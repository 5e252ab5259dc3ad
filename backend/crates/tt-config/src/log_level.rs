use crate::DEFAULT_LOG_LEVEL_STRING;

use std::ops::Deref;
use std::str::FromStr;

use log::LevelFilter;
use serde::{Deserialize, Deserializer};

/// Wrapper for LevelFilter with lenient deserialization
#[derive(Debug, Clone, Copy, PartialEq, Eq)]
pub struct LogLevel(pub LevelFilter);

impl<'de> Deserialize<'de> for LogLevel {
    fn deserialize<D>(deserializer: D) -> Result<Self, D::Error>
    where
        D: Deserializer<'de>,
    {
        let s = String::deserialize(deserializer)
            .unwrap_or_else(|_| String::from(DEFAULT_LOG_LEVEL_STRING));

        Ok(LogLevel::parse_lenient(&s))
    }
}

impl LogLevel {
    /// Unknown names fall back to `info`.
    pub fn parse_lenient(s: &str) -> Self {
        match s.to_lowercase().as_str() {
            "off" => LogLevel(LevelFilter::Off),
            "error" => LogLevel(LevelFilter::Error),
            "warn" => LogLevel(LevelFilter::Warn),
            "debug" => LogLevel(LevelFilter::Debug),
            "trace" => LogLevel(LevelFilter::Trace),
            _ => LogLevel(LevelFilter::Info),
        }
    }
}

impl From<LogLevel> for LevelFilter {
    fn from(log_level: LogLevel) -> Self {
        log_level.0
    }
}

impl Deref for LogLevel {
    type Target = LevelFilter;

    fn deref(&self) -> &Self::Target {
        &self.0
    }
}

impl FromStr for LogLevel {
    type Err = ();

    fn from_str(s: &str) -> Result<Self, Self::Err> {
        Ok(Self::parse_lenient(s))
    }
}
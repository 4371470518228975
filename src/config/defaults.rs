//! Process-wide default settings
//!
//! Loaded once at startup from a TOML file and passed explicitly into
//! [`resolve`](super::resolve) so tests can inject arbitrary defaults
//! without touching the filesystem.

use serde::Deserialize;

use crate::common::paths::config_path;
use crate::common::{Error, Result};

/// Report output format requested from Newman
#[derive(Debug, Clone, Copy, PartialEq, Eq, Default)]
pub enum ReportType {
    /// No report emission
    #[default]
    None,
    Html,
    Json,
    Xml,
}

impl ReportType {
    /// Map the defaults-file ordinal to a report type.
    ///
    /// Ordinals: 0 = None, 1 = Html, 2 = Json, 3 = Xml. Unknown values
    /// fall back to None. Used only at the config-loading boundary.
    pub fn from_ordinal(ordinal: u8) -> Self {
        match ordinal {
            1 => Self::Html,
            2 => Self::Json,
            3 => Self::Xml,
            _ => Self::None,
        }
    }

    /// Map a `--T:` flag value to a report type.
    ///
    /// Anything other than the three known tokens disables reporting.
    pub fn from_token(token: &str) -> Self {
        match token {
            "json" => Self::Json,
            "html" => Self::Html,
            "xml" => Self::Xml,
            _ => Self::None,
        }
    }

    /// Newman flag that requests this report format.
    ///
    /// Json output needs no flag; the bare report path is enough.
    pub fn report_code(self) -> &'static str {
        match self {
            Self::Html => "-H",
            Self::Xml => "-t",
            Self::Json | Self::None => "",
        }
    }

    /// File extension for generated report files
    pub fn file_extension(self) -> &'static str {
        match self {
            Self::Html => ".html",
            Self::Json => ".json",
            Self::Xml => ".xml",
            Self::None => "",
        }
    }
}

/// Default settings applied before command-line flags
#[derive(Debug, Deserialize)]
pub struct DefaultSettings {
    /// Default suite root directory
    #[serde(default)]
    pub location: String,

    /// Default iteration count passed to Newman
    #[serde(default = "default_iterations")]
    pub iterations: u32,

    /// Default report type as an ordinal (0 None, 1 Html, 2 Json, 3 Xml)
    #[serde(default)]
    pub report_type: u8,

    /// Default report output directory
    #[serde(default)]
    pub report_file_location: String,

    /// Newman binary or launcher; defaults to the global installation
    #[serde(default = "default_newman_command")]
    pub newman_command: String,
}

impl Default for DefaultSettings {
    fn default() -> Self {
        Self {
            location: String::new(),
            iterations: default_iterations(),
            report_type: 0,
            report_file_location: String::new(),
            newman_command: default_newman_command(),
        }
    }
}

fn default_iterations() -> u32 {
    1
}

fn default_newman_command() -> String {
    "newman".to_string()
}

impl DefaultSettings {
    /// Load defaults from the platform config file
    ///
    /// Returns built-in defaults if the file doesn't exist
    pub fn load() -> Result<Self> {
        if let Some(path) = config_path() {
            if path.exists() {
                let content = std::fs::read_to_string(&path).map_err(|e| Error::FileRead {
                    path: path.display().to_string(),
                    error: e.to_string(),
                })?;
                return toml::from_str(&content).map_err(|e| Error::ConfigParse(e.to_string()));
            }
        }
        Ok(Self::default())
    }
}

#[cfg(test)]
mod tests {
    use super::*;

    #[test]
    fn test_ordinal_mapping() {
        assert_eq!(ReportType::from_ordinal(0), ReportType::None);
        assert_eq!(ReportType::from_ordinal(1), ReportType::Html);
        assert_eq!(ReportType::from_ordinal(2), ReportType::Json);
        assert_eq!(ReportType::from_ordinal(3), ReportType::Xml);
        assert_eq!(ReportType::from_ordinal(42), ReportType::None);
    }

    #[test]
    fn test_report_codes_follow_type() {
        assert_eq!(ReportType::Html.report_code(), "-H");
        assert_eq!(ReportType::Html.file_extension(), ".html");
        assert_eq!(ReportType::Xml.report_code(), "-t");
        assert_eq!(ReportType::Xml.file_extension(), ".xml");
        assert_eq!(ReportType::Json.report_code(), "");
        assert_eq!(ReportType::Json.file_extension(), ".json");
    }

    #[test]
    fn test_defaults_parse_from_toml() {
        let settings: DefaultSettings = toml::from_str(
            r#"
            location = "/srv/suites"
            iterations = 3
            report_type = 2
            report_file_location = "/srv/reports"
            newman_command = "/usr/local/bin/newman"
            "#,
        )
        .unwrap();

        assert_eq!(settings.location, "/srv/suites");
        assert_eq!(settings.iterations, 3);
        assert_eq!(ReportType::from_ordinal(settings.report_type), ReportType::Json);
        assert_eq!(settings.newman_command, "/usr/local/bin/newman");
    }

    #[test]
    fn test_defaults_empty_toml() {
        let settings: DefaultSettings = toml::from_str("").unwrap();
        assert_eq!(settings.iterations, 1);
        assert_eq!(settings.newman_command, "newman");
        assert!(settings.location.is_empty());
    }
}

★ ★ ★

Directions
An exact transcription of all the records is needed.

Solution to this problem
repository 5e252ab5259dc3ad
filename backend/crates/tt-config/src/log_level.rs
use crate::DEFAULT_LOG_LEVEL_STRING;

use std::ops::Deref;
use std::str::FromStr;

use log::LevelFilter;
use serde::{Deserialize, Deserializer};

/// Wrapper for LevelFilter with lenient deserialization
#[derive(Debug, Clone, Copy, PartialEq, Eq)]
pub struct LogLevel(pub LevelFilter);

impl<'de> Deserialize<'de> for LogLevel {
    fn deserialize<D>(deserializer: D) -> Result<Self, D::Error>
    where
        D: Deserializer<'de>,
    {
        let s = String::deserialize(deserializer)
            .unwrap_or_else(|_| String::from(DEFAULT_LOG_LEVEL_STRING));

        Ok(LogLevel::parse_lenient(&s))
    }
}

impl LogLevel {
    /// Unknown names fall back to `info`.
    pub fn parse_lenient(s: &str) -> Self {
        match s.to_lowercase().as_str() {
            "off" => LogLevel(LevelFilter::Off),
            "error" => LogLevel(LevelFilter::Error),
            "warn" => LogLevel(LevelFilter::Warn),
            "debug" => LogLevel(LevelFilter::Debug),
            "trace" => LogLevel(LevelFilter::Trace),
            _ => LogLevel(LevelFilter::Info),
        }
    }
}

impl From<LogLevel> for LevelFilter {
    fn from(log_level: LogLevel) -> Self {
        log_level.0
    }
}

impl Deref for LogLevel {
    type Target = LevelFilter;

    fn deref(&self) -> &Self::Target {
        &self.0
    }
}

impl FromStr for LogLevel {
    type Err = ();

    fn from_str(s: &str) -> Result<Self, Self::Err> {
        Ok(Self::parse_lenient(s))
    }
}
repository 4371470518228975
filename src/config/defaults.rs
//! Process-wide default settings
//!
//! Loaded once at startup from a TOML file and passed explicitly into
//! [`resolve`](super::resolve) so tests can inject arbitrary defaults
//! without touching the filesystem.

use serde::Deserialize;

use crate::common::paths::config_path;
use crate::common::{Error, Result};

/// Report output format requested from Newman
#[derive(Debug, Clone, Copy, PartialEq, Eq, Default)]
pub enum ReportType {
    /// No report emission
    #[default]
    None,
    Html,
    Json,
    Xml,
}

impl ReportType {
    /// Map the defaults-file ordinal to a report type.
    ///
    /// Ordinals: 0 = None, 1 = Html, 2 = Json, 3 = Xml. Unknown values
    /// fall back to None. Used only at the config-loading boundary.
    pub fn from_ordinal(ordinal: u8) -> Self {
        match ordinal {
            1 => Self::Html,
            2 => Self::Json,
            3 => Self::Xml,
            _ => Self::None,
        }
    }

    /// Map a `--T:` flag value to a report type.
    ///
    /// Anything other than the three known tokens disables reporting.
    pub fn from_token(token: &str) -> Self {
        match token {
            "json" => Self::Json,
            "html" => Self::Html,
            "xml" => Self::Xml,
            _ => Self::None,
        }
    }

    /// Newman flag that requests this report format.
    ///
    /// Json output needs no flag; the bare report path is enough.
    pub fn report_code(self) -> &'static str {
        match self {
            Self::Html => "-H",
            Self::Xml => "-t",
            Self::Json | Self::None => "",
        }
    }

    /// File extension for generated report files
    pub fn file_extension(self) -> &'static str {
        match self {
            Self::Html => ".html",
            Self::Json => ".json",
            Self::Xml => ".xml",
            Self::None => "",
        }
    }
}

/// Default settings applied before command-line flags
#[derive(Debug, Deserialize)]
pub struct DefaultSettings {
    /// Default suite root directory
    #[serde(default)]
    pub location: String,

    /// Default iteration count passed to Newman
    #[serde(default = "default_iterations")]
    pub iterations: u32,

    /// Default report type as an ordinal (0 None, 1 Html, 2 Json, 3 Xml)
    #[serde(default)]
    pub report_type: u8,

    /// Default report output directory
    #[serde(default)]
    pub report_file_location: String,

    /// Newman binary or launcher; defaults to the global installation
    #[serde(default = "default_newman_command")]
    pub newman_command: String,
}

impl Default for DefaultSettings {
    fn default() -> Self {
        Self {
            location: String::new(),
            iterations: default_iterations(),
            report_type: 0,
            report_file_location: String::new(),
            newman_command: default_newman_command(),
        }
    }
}

fn default_iterations() -> u32 {
    1
}

fn default_newman_command() -> String {
    "newman".to_string()
}

impl DefaultSettings {
    /// Load defaults from the platform config file
    ///
    /// Returns built-in defaults if the file doesn't exist
    pub fn load() -> Result<Self> {
        if let Some(path) = config_path() {
            if path.exists() {
                let content = std::fs::read_to_string(&path).map_err(|e| Error::FileRead {
                    path: path.display().to_string(),
                    error: e.to_string(),
                })?;
                return toml::from_str(&content).map_err(|e| Error::ConfigParse(e.to_string()));
            }
        }
        Ok(Self::default())
    }
}

#[cfg(test)]
mod tests {
    use super::*;

    #[test]
    fn test_ordinal_mapping() {
        assert_eq!(ReportType::from_ordinal(0), ReportType::None);
        assert_eq!(ReportType::from_ordinal(1), ReportType::Html);
        assert_eq!(ReportType::from_ordinal(2), ReportType::Json);
        assert_eq!(ReportType::from_ordinal(3), ReportType::Xml);
        assert_eq!(ReportType::from_ordinal(42), ReportType::None);
    }

    #[test]
    fn test_report_codes_follow_type() {
        assert_eq!(ReportType::Html.report_code(), "-H");
        assert_eq!(ReportType::Html.file_extension(), ".html");
        assert_eq!(ReportType::Xml.report_code(), "-t");
        assert_eq!(ReportType::Xml.file_extension(), ".xml");
        assert_eq!(ReportType::Json.report_code(), "");
        assert_eq!(ReportType::Json.file_extension(), ".json");
    }

    #[test]
    fn test_defaults_parse_from_toml() {
        let settings: DefaultSettings = toml::from_str(
            r#"
            location = "/srv/suites"
            iterations = 3
            report_type = 2
            report_file_location = "/srv/reports"
            newman_command = "/usr/local/bin/newman"
            "#,
        )
        .unwrap();

        assert_eq!(settings.location, "/srv/suites");
        assert_eq!(settings.iterations, 3);
        assert_eq!(ReportType::from_ordinal(settings.report_type), ReportType::Json);
        assert_eq!(settings.newman_command, "/usr/local/bin/newman");
    }

    #[test]
    fn test_defaults_empty_toml() {
        let settings: DefaultSettings = toml::from_str("").unwrap();
        assert_eq!(settings.iterations, 1);
        assert_eq!(settings.newman_command, "newman");
        assert!(settings.location.is_empty());
    }
}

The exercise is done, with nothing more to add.